Neyse hepimiz bir salona toplandık ve önde Kaymakam Bey, ardında İlçe Milli Eğitim Müdürü ve Doktor Necdet Bey!

         Sonra kapı girişinin iç kısmına getirilip ve üst üste istiflenen küçük kibar paketler! Köylerden gelen bizler bu paketleri lokum sandık ve göz ucuyla saydığımız da her birimize birer paket düşüyordu!

         Bütün olandan sonra asıl mevzuya geçildi ve Kaymakam Bey, artan nüfustan dem vurmaya başladı ve “bunu önlemezsek ne eğitimde, ne de ekonomi de bir adım gidemeyiz” dedi.

        Sonra “işte siz Öğretmenler bu işin mimarı olacaksınız” diyerek “ bundan sonrasını doktorumuz size izah edecek” dedi!

          Yüz otuz kiloluk ve uzun kalın parmakları bir keser sapı kadar olan doktor yerinden doğrulup bıngıl, bıngıl yürüyerek istiflenen paketlerden birini alıp masaya koydu!
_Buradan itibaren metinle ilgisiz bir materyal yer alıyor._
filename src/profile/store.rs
//! Profile persistence: durable mapping from user to company profile.

use std::collections::{BTreeMap, HashMap};
use std::path::{Path, PathBuf};

use async_trait::async_trait;
use tokio::fs;
use tokio::sync::{Mutex, RwLock};
use uuid::Uuid;

use crate::error::StoreError;

use super::model::{CompanyProfile, UserId};

/// Backend-agnostic profile store.
///
/// `put` fully replaces any earlier record for the user. Reads never fail:
/// a store that cannot load its backing data behaves as empty.
#[async_trait]
pub trait ProfileStore: Send + Sync {
    /// Get the saved profile for a user.
    async fn get(&self, user: &UserId) -> Option<CompanyProfile>;

    /// Save (overwrite) the profile for a user.
    async fn put(&self, user: &UserId, profile: CompanyProfile) -> Result<(), StoreError>;
}

/// Profile store backed by a single pretty-printed JSON file.
///
/// The whole map is cached in memory and rewritten on every `put`. Writes
/// go through a temp file and a rename so a crash never leaves a truncated
/// file behind.
pub struct JsonProfileStore {
    path: PathBuf,
    profiles: RwLock<BTreeMap<UserId, CompanyProfile>>,
    write_lock: Mutex<()>,
}

impl JsonProfileStore {
    /// Open the store at `path`. A missing or malformed file yields an
    /// empty store.
    pub async fn open(path: impl Into<PathBuf>) -> Self {
        let path = path.into();
        let profiles = load_profiles(&path).await;
        tracing::info!(
            path = %path.display(),
            profiles = profiles.len(),
            "Profile store loaded"
        );
        Self {
            path,
            profiles: RwLock::new(profiles),
            write_lock: Mutex::new(()),
        }
    }

    pub fn path(&self) -> &Path {
        &self.path
    }

    /// Number of saved profiles.
    pub async fn len(&self) -> usize {
        self.profiles.read().await.len()
    }

    pub async fn is_empty(&self) -> bool {
        self.profiles.read().await.is_empty()
    }
}

#[async_trait]
impl ProfileStore for JsonProfileStore {
    async fn get(&self, user: &UserId) -> Option<CompanyProfile> {
        self.profiles.read().await.get(user).cloned()
    }

    async fn put(&self, user: &UserId, profile: CompanyProfile) -> Result<(), StoreError> {
        let _guard = self.write_lock.lock().await;

        let mut snapshot = self.profiles.read().await.clone();
        snapshot.insert(user.clone(), profile.clone());

        let mut encoded = serde_json::to_string_pretty(&snapshot)?;
        encoded.push('\n');
        write_atomic(&self.path, &encoded).await?;

        self.profiles.write().await.insert(user.clone(), profile);
        tracing::debug!(user_id = %user, "Profile saved");
        Ok(())
    }
}

/// In-process profile store. Nothing survives a restart.
#[derive(Default)]
pub struct MemoryProfileStore {
    profiles: RwLock<HashMap<UserId, CompanyProfile>>,
}

impl MemoryProfileStore {
    pub fn new() -> Self {
        Self::default()
    }
}

#[async_trait]
impl ProfileStore for MemoryProfileStore {
    async fn get(&self, user: &UserId) -> Option<CompanyProfile> {
        self.profiles.read().await.get(user).cloned()
    }

    async fn put(&self, user: &UserId, profile: CompanyProfile) -> Result<(), StoreError> {
        self.profiles.write().await.insert(user.clone(), profile);
        Ok(())
    }
}

async fn load_profiles(path: &Path) -> BTreeMap<UserId, CompanyProfile> {
    let raw = match fs::read_to_string(path).await {
        Ok(raw) => raw,
        Err(e) if e.kind() == std::io::ErrorKind::NotFound => return BTreeMap::new(),
        Err(e) => {
            tracing::warn!(path = %path.display(), "Failed to read profile store, starting empty: {e}");
            return BTreeMap::new();
        }
    };

    match serde_json::from_str(&raw) {
        Ok(profiles) => profiles,
        Err(e) => {
            tracing::warn!(path = %path.display(), "Malformed profile store, starting empty: {e}");
            BTreeMap::new()
        }
    }
}

/// Write `content` to a sibling temp file, then rename it over `path`.
pub(crate) async fn write_atomic(path: &Path, content: impl AsRef<[u8]>) -> Result<(), StoreError> {
    let io_err = |source| StoreError::Io {
        path: path.display().to_string(),
        source,
    };

    let parent = path
        .parent()
        .ok_or_else(|| StoreError::InvalidPath(path.display().to_string()))?;
    if !parent.as_os_str().is_empty() {
        fs::create_dir_all(parent).await.map_err(io_err)?;
    }

    let file_name = path
        .file_name()
        .and_then(|n| n.to_str())
        .ok_or_else(|| StoreError::InvalidPath(path.display().to_string()))?;
    let tmp_path = path.with_file_name(format!(".{file_name}.{}.tmp", Uuid::new_v4()));

    if let Err(e) = fs::write(&tmp_path, content).await {
        let _ = fs::remove_file(&tmp_path).await;
        return Err(io_err(e));
    }
    if let Err(e) = fs::rename(&tmp_path, path).await {
        let _ = fs::remove_file(&tmp_path).await;
        return Err(io_err(e));
    }
    Ok(())
}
         Sonra paketi açarak “ arkadaşlar bunlar prezervatif, tabi köylümüz bunu telaffuz etmeyebilir, siz ona kısaca kaput deyin” diyerek biri birine bir zincirin halkası gibi bağlı olanlardan bir tanesini kopararak itina ile poşetinden çıkardı! Sonra işaret parmağı ile başparmağının arasına alarak biraz da yüksekten hepimize gösterdi! Lokum hayalimiz güme gitmişti! Sonra vatandaşa nasıl atlatacağımızı göstermek adına o kalınca parmağına zar zor da olsa geçirdi ve “ işte hepsi bu kadar” diyerek görevi tamamladı!

Talimat kesindi ve her öğretmene birer paket verildi ve biz soluğu köylerimiz de aldık!
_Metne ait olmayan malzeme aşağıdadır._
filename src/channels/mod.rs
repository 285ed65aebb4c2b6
//! Channel abstraction for message I/O.

pub mod channel;
pub mod cli;
pub mod manager;
pub mod telegram;

pub use channel::*;
pub use cli::CliChannel;
pub use manager::ChannelManager;
pub use telegram::TelegramChannel;
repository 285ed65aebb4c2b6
//! Terms & Conditions document model and renderer.

use crate::error::RenderError;
use crate::profile::CompanyProfile;
use crate::session::EngagementRecord;

/// A titled block of lines.
#[derive(Debug, Clone, PartialEq, Eq)]
pub struct Section {
    pub heading: Option<String>,
    pub lines: Vec<String>,
}

/// A rendered Terms & Conditions document.
#[derive(Debug, Clone, PartialEq, Eq)]
pub struct TermsDocument {
    pub title: String,
    pub sections: Vec<Section>,
}

/// The fixed terms block. `duration` and `amount` come from the engagement.
pub fn standard_terms(duration: &str, amount: &str) -> Vec<String> {
    vec![
        "- A 50% advance is required to begin work.".to_string(),
        format!("- Work will be delivered in approximately {duration}."),
        format!("- Final delivery after full payment of {amount}."),
        "- Max 2 rounds of revisions allowed.".to_string(),
        "- No refund after final delivery.".to_string(),
        "- Communication must be clear to avoid delays.".to_string(),
    ]
}

/// Render the terms document for one engagement.
///
/// Pure and deterministic: the same inputs always give the same document.
pub fn render(
    profile: &CompanyProfile,
    engagement: &EngagementRecord,
) -> Result<TermsDocument, RenderError> {
    if let Some(field) = profile
        .first_missing_field()
        .or_else(|| engagement.first_missing_field())
    {
        return Err(RenderError::MissingField { field });
    }

    let client = Section {
        heading: None,
        lines: vec![
            format!("Client Name: {}", engagement.client_name),
            format!("Amount: {}", engagement.amount),
            format!("Duration: {}", engagement.duration),
            format!("Service(s): {}", engagement.client_services),
        ],
    };

    let agency = Section {
        heading: Some("Agency Info:".to_string()),
        lines: vec![
            format!("Name: {}", profile.agency_name),
            format!("Email: {}", profile.email),
            format!("Phone: {}", profile.phone),
            format!("Services Offered: {}", profile.services),
        ],
    };

    let terms = Section {
        heading: None,
        lines: standard_terms(&engagement.duration, &engagement.amount),
    };

    Ok(TermsDocument {
        title: format!("{} - Terms & Conditions", profile.agency_name),
        sections: vec![client, agency, terms],
    })
}

impl TermsDocument {
    /// Plain-text rendering: title, then sections separated by blank lines.
    pub fn to_text(&self) -> String {
        let mut out = String::new();
        out.push_str(&self.title);
        out.push('\n');
        for section in &self.sections {
            out.push('\n');
            if let Some(ref heading) = section.heading {
                out.push_str(heading);
                out.push('\n');
            }
            for line in &section.lines {
                out.push_str(line);
                out.push('\n');
            }
        }
        out
    }

    /// Encode the document as a PDF.
    pub fn to_pdf(&self) -> Result<Vec<u8>, RenderError> {
        super::pdf::encode(self)
    }
}

#[cfg(test)]
mod tests {
    use super::*;

    fn acme() -> CompanyProfile {
        CompanyProfile {
            agency_name: "Acme".to_string(),
            services: "Video Editing".to_string(),
            email: "a@acme.com".to_string(),
            phone: "555-0100".to_string(),
        }
    }

    fn bob() -> EngagementRecord {
        EngagementRecord {
            client_name: "Bob".to_string(),
            amount: "₹3000".to_string(),
            duration: "3 days".to_string(),
            client_services: "Logo design".to_string(),
        }
    }

    const EXPECTED_TERMS: &str = "\
- A 50% advance is required to begin work.
- Work will be delivered in approximately 3 days.
- Final delivery after full payment of ₹3000.
- Max 2 rounds of revisions allowed.
- No refund after final delivery.
- Communication must be clear to avoid delays.
";

    #[test]
    fn document_contains_all_fields() {
        let text = render(&acme(), &bob()).unwrap().to_text();
        assert!(text.starts_with("Acme - Terms & Conditions\n"));
        assert!(text.contains("Client Name: Bob"));
        assert!(text.contains("Amount: ₹3000"));
        assert!(text.contains("Duration: 3 days"));
        assert!(text.contains("Service(s): Logo design"));
        assert!(text.contains("Agency Info:\nName: Acme\n"));
        assert!(text.contains("Email: a@acme.com"));
        assert!(text.contains("Phone: 555-0100"));
        assert!(text.contains("Services Offered: Video Editing"));
    }

    #[test]
    fn terms_block_is_verbatim() {
        let text = render(&acme(), &bob()).unwrap().to_text();
        assert!(text.ends_with(EXPECTED_TERMS), "got:\n{text}");
    }

    #[test]
    fn render_is_deterministic() {
        let a = render(&acme(), &bob()).unwrap();
        let b = render(&acme(), &bob()).unwrap();
        assert_eq!(a, b);
    }

    #[test]
    fn missing_profile_field_fails() {
        let profile = CompanyProfile {
            phone: String::new(),
            ..acme()
        };
        let err = render(&profile, &bob()).unwrap_err();
        assert!(matches!(err, RenderError::MissingField { field: "phone" }));
    }

    #[test]
    fn missing_engagement_field_fails() {
        let engagement = EngagementRecord {
            client_name: "  ".to_string(),
            ..bob()
        };
        let err = render(&acme(), &engagement).unwrap_err();
        assert!(matches!(err, RenderError::MissingField { field: "client_name" }));
    }
}
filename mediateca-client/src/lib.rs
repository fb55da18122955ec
//! Client-side CRUD synchronization core for the Mediateca admin console.
//!
//! The catalog backend is an external REST service; this crate owns the
//! client half of the conversation. [`EntityController`] mirrors one entity
//! kind's remote collection, tracks at most one in-progress edit, and
//! reconciles create/update/delete confirmations into the mirror without a
//! full reload. [`ApiClient`] and [`RestGateway`] do the HTTP work;
//! [`OptionsResolver`] feeds the media form's reference dropdowns.
#![allow(missing_docs)]

pub mod api_client;
pub mod config;
pub mod controller;
pub mod error;
pub mod gateway;
pub mod options;
pub mod testing;

pub use api_client::ApiClient;
pub use config::Config;
pub use controller::{EditSession, EntityController};
pub use error::{CrudError, CrudResult};
pub use gateway::{Gateway, RestGateway};
pub use options::{OptionEntry, OptionsResolver, ReferenceOptions};
//! Catalog record definitions shared across Mediateca crates.
#![allow(missing_docs)]

pub mod director;
pub mod error;
pub mod genre;
pub mod ids;
pub mod media;
pub mod media_type;
pub mod prelude;
pub mod producer;
pub mod resource;

// Intentionally curated re-exports for downstream consumers.
pub use director::{Director, DirectorDraft};
pub use error::{ModelError, Result as ModelResult};
pub use genre::{Genre, GenreDraft};
pub use ids::EntityId;
pub use media::{Media, MediaDraft};
pub use media_type::{MediaType, MediaTypeDraft};
pub use producer::{Producer, ProducerDraft};
pub use resource::CatalogResource;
         Sonra yirmi üç Nisa’n törenleri için “ balon getirin” dediğimiz çocukların bunları şişirerek kılıç oyunu oynayarak geldiğini görmüş, gülmekten töreni zor bitirmiştik!

Birebir yaşadığım bu olayın geniş anlatımı yeni çıkan kitabım “ Naciye’yi vurdular da” genişçe ve “BALON” başlığı altında var!

          Bir zamanlar “ doğurmayın” demişlerdi! Sonra o dönem Başbakan olan Sayın Erdoğan “ mutlaka üçer tane doğurun” diyerek adeta talimat vermişti! Sonra o da yetmemiş ve işi beşe kadar götürmüş, hata şahidi olduğu nikâhlar da” beş” sözü aldıktan sonra evlilik cüzdanını muhataplarına öyle vermişti!

          Sonra baktı ki bizimkiler hala nazlı ve “ siz durun” diyerek kapıları açtı ve bak nasıl doğur ulurmuş dedi ve içimize dört milyon Suriyeliyi saldı! Bakıyorsun henüz on beş yaşında ve her bir eline bir çocuk yapışmış öyle yürüyor; karnı burnunda olmakta cabası!

Sonra çıkıp Tarım politikalarından dem vuruyorlar!

Çünkü bu nüfus yemek zorunda!

       Üstelik üretemediği halde! Mazot çiftçinin olmazsa olmazı! Hangi parayla alıp tarım yapacak?

İlaç girdileri ve işçilik çok ayrı bir konu!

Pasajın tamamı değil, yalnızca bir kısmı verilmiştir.